◆ THE RECORDS
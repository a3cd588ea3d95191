use std::path::PathBuf;
use std::sync::Arc;

use clap::Parser;
use fleetsim::config::SimConfig;
use fleetsim::model::{Location, NodeKind, Region, RegionBuilder, Vehicle, VehicleId};
use fleetsim::rating::{AmountDeliveredRater, InTimeRater, Rater, TravelDistanceRater};
use fleetsim::sim::Simulation;
use tracing::info;

#[derive(Parser, Debug)]
#[command(about = "Last-mile delivery fleet simulation")]
struct Cli {
    /// Number of ticks to run.
    #[arg(long, default_value_t = 500)]
    ticks: i64,

    /// Number of delivery vehicles, split evenly across restaurants.
    #[arg(long, default_value_t = 6)]
    vehicles: u32,

    /// Capacity of each vehicle.
    #[arg(long, default_value_t = 10)]
    capacity: u32,

    /// Optional path to a JSON file overriding `SimConfig` defaults.
    #[arg(long)]
    config: Option<PathBuf>,
}

/// A small built-in region standing in for a real map: three restaurants on
/// a spine of intersections, each with a couple of neighborhoods hanging
/// off it. Good enough to exercise every module end to end without
/// requiring an external map file.
fn demo_region() -> anyhow::Result<Region> {
    let r1 = Location::new(0, 0);
    let r2 = Location::new(10, 0);
    let r3 = Location::new(20, 0);
    let n1 = Location::new(2, 3);
    let n2 = Location::new(8, -3);
    let n3 = Location::new(12, 3);
    let n4 = Location::new(18, -3);
    let n5 = Location::new(22, 3);

    let region = RegionBuilder::new()
        .add_node(r1, "Riverside Pizza", NodeKind::Restaurant { menu: vec!["Margherita".into(), "Pepperoni".into()] })
        .add_node(r2, "Noodle House", NodeKind::Restaurant { menu: vec!["Pad Thai".into(), "Ramen".into()] })
        .add_node(r3, "Taco Stand", NodeKind::Restaurant { menu: vec!["Carnitas".into(), "Al Pastor".into()] })
        .add_node(n1, "Oakwood", NodeKind::Neighborhood)
        .add_node(n2, "Elm Heights", NodeKind::Neighborhood)
        .add_node(n3, "Maple Court", NodeKind::Neighborhood)
        .add_node(n4, "Birchgate", NodeKind::Neighborhood)
        .add_node(n5, "Cedar Park", NodeKind::Neighborhood)
        .connect(r1, r2, None)?
        .connect(r2, r3, None)?
        .connect(r1, n1, None)?
        .connect(r1, n2, None)?
        .connect(r2, n3, None)?
        .connect(r2, n4, None)?
        .connect(r3, n4, None)?
        .connect(r3, n5, None)?
        .build()?;
    Ok(region)
}

fn load_config(path: Option<&PathBuf>) -> anyhow::Result<SimConfig> {
    match path {
        None => Ok(SimConfig::default()),
        Some(path) => {
            let text = std::fs::read_to_string(path)?;
            Ok(serde_json::from_str(&text)?)
        }
    }
}

fn main() -> anyhow::Result<()> {
    tracing_subscriber::fmt::init();

    let cli = Cli::parse();
    let config = load_config(cli.config.as_ref())?;
    let region = Arc::new(demo_region()?);

    let restaurants: Vec<Location> = region.restaurants().map(|n| n.location).collect();
    let vehicles: Vec<Vehicle> = (0..cli.vehicles)
        .map(|i| {
            let home = restaurants[i as usize % restaurants.len()];
            Vehicle::new(VehicleId(i + 1), cli.capacity, home)
        })
        .collect();

    let mut sim = Simulation::new(region, config, vehicles, cli.ticks);

    let mut amount_delivered = AmountDeliveredRater::new(0.1)?;
    let mut in_time = InTimeRater::new(30, 0)?;
    let mut travel_distance = TravelDistanceRater::new(0.5)?;

    for t in 0..cli.ticks {
        let events = sim.step()?;
        let total_orders = sim.orders().len();
        amount_delivered.observe(&events, sim.region(), sim.path_calculator(), total_orders);
        in_time.observe(&events, sim.region(), sim.path_calculator(), total_orders);
        travel_distance.observe(&events, sim.region(), sim.path_calculator(), total_orders);
        if t % 50 == 0 {
            info!(tick = t, events = events.len(), "tick processed");
        }
    }

    info!(
        amount_delivered = amount_delivered.score(),
        in_time = in_time.score(),
        travel_distance = travel_distance.score(),
        total_orders = sim.orders().len(),
        "simulation complete"
    );

    Ok(())
}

◆ TASK ITEM
The records above must be retyped in full, exactly as written.

◆ ANSWER BOX
repository a3cd588ea3d95191
use std::path::PathBuf;
use std::sync::Arc;

use clap::Parser;
use fleetsim::config::SimConfig;
use fleetsim::model::{Location, NodeKind, Region, RegionBuilder, Vehicle, VehicleId};
use fleetsim::rating::{AmountDeliveredRater, InTimeRater, Rater, TravelDistanceRater};
use fleetsim::sim::Simulation;
use tracing::info;

#[derive(Parser, Debug)]
#[command(about = "Last-mile delivery fleet simulation")]
struct Cli {
    /// Number of ticks to run.
    #[arg(long, default_value_t = 500)]
    ticks: i64,

    /// Number of delivery vehicles, split evenly across restaurants.
    #[arg(long, default_value_t = 6)]
    vehicles: u32,

    /// Capacity of each vehicle.
    #[arg(long, default_value_t = 10)]
    capacity: u32,

    /// Optional path to a JSON file overriding `SimConfig` defaults.
    #[arg(long)]
    config: Option<PathBuf>,
}

/// A small built-in region standing in for a real map: three restaurants on
/// a spine of intersections, each with a couple of neighborhoods hanging
/// off it. Good enough to exercise every module end to end without
/// requiring an external map file.
fn demo_region() -> anyhow::Result<Region> {
    let r1 = Location::new(0, 0);
    let r2 = Location::new(10, 0);
    let r3 = Location::new(20, 0);
    let n1 = Location::new(2, 3);
    let n2 = Location::new(8, -3);
    let n3 = Location::new(12, 3);
    let n4 = Location::new(18, -3);
    let n5 = Location::new(22, 3);

    let region = RegionBuilder::new()
        .add_node(r1, "Riverside Pizza", NodeKind::Restaurant { menu: vec!["Margherita".into(), "Pepperoni".into()] })
        .add_node(r2, "Noodle House", NodeKind::Restaurant { menu: vec!["Pad Thai".into(), "Ramen".into()] })
        .add_node(r3, "Taco Stand", NodeKind::Restaurant { menu: vec!["Carnitas".into(), "Al Pastor".into()] })
        .add_node(n1, "Oakwood", NodeKind::Neighborhood)
        .add_node(n2, "Elm Heights", NodeKind::Neighborhood)
        .add_node(n3, "Maple Court", NodeKind::Neighborhood)
        .add_node(n4, "Birchgate", NodeKind::Neighborhood)
        .add_node(n5, "Cedar Park", NodeKind::Neighborhood)
        .connect(r1, r2, None)?
        .connect(r2, r3, None)?
        .connect(r1, n1, None)?
        .connect(r1, n2, None)?
        .connect(r2, n3, None)?
        .connect(r2, n4, None)?
        .connect(r3, n4, None)?
        .connect(r3, n5, None)?
        .build()?;
    Ok(region)
}

fn load_config(path: Option<&PathBuf>) -> anyhow::Result<SimConfig> {
    match path {
        None => Ok(SimConfig::default()),
        Some(path) => {
            let text = std::fs::read_to_string(path)?;
            Ok(serde_json::from_str(&text)?)
        }
    }
}

fn main() -> anyhow::Result<()> {
    tracing_subscriber::fmt::init();

    let cli = Cli::parse();
    let config = load_config(cli.config.as_ref())?;
    let region = Arc::new(demo_region()?);

    let restaurants: Vec<Location> = region.restaurants().map(|n| n.location).collect();
    let vehicles: Vec<Vehicle> = (0..cli.vehicles)
        .map(|i| {
            let home = restaurants[i as usize % restaurants.len()];
            Vehicle::new(VehicleId(i + 1), cli.capacity, home)
        })
        .collect();

    let mut sim = Simulation::new(region, config, vehicles, cli.ticks);

    let mut amount_delivered = AmountDeliveredRater::new(0.1)?;
    let mut in_time = InTimeRater::new(30, 0)?;
    let mut travel_distance = TravelDistanceRater::new(0.5)?;

    for t in 0..cli.ticks {
        let events = sim.step()?;
        let total_orders = sim.orders().len();
        amount_delivered.observe(&events, sim.region(), sim.path_calculator(), total_orders);
        in_time.observe(&events, sim.region(), sim.path_calculator(), total_orders);
        travel_distance.observe(&events, sim.region(), sim.path_calculator(), total_orders);
        if t % 50 == 0 {
            info!(tick = t, events = events.len(), "tick processed");
        }
    }

    info!(
        amount_delivered = amount_delivered.score(),
        in_time = in_time.score(),
        travel_distance = travel_distance.score(),
        total_orders = sim.orders().len(),
        "simulation complete"
    );

    Ok(())
}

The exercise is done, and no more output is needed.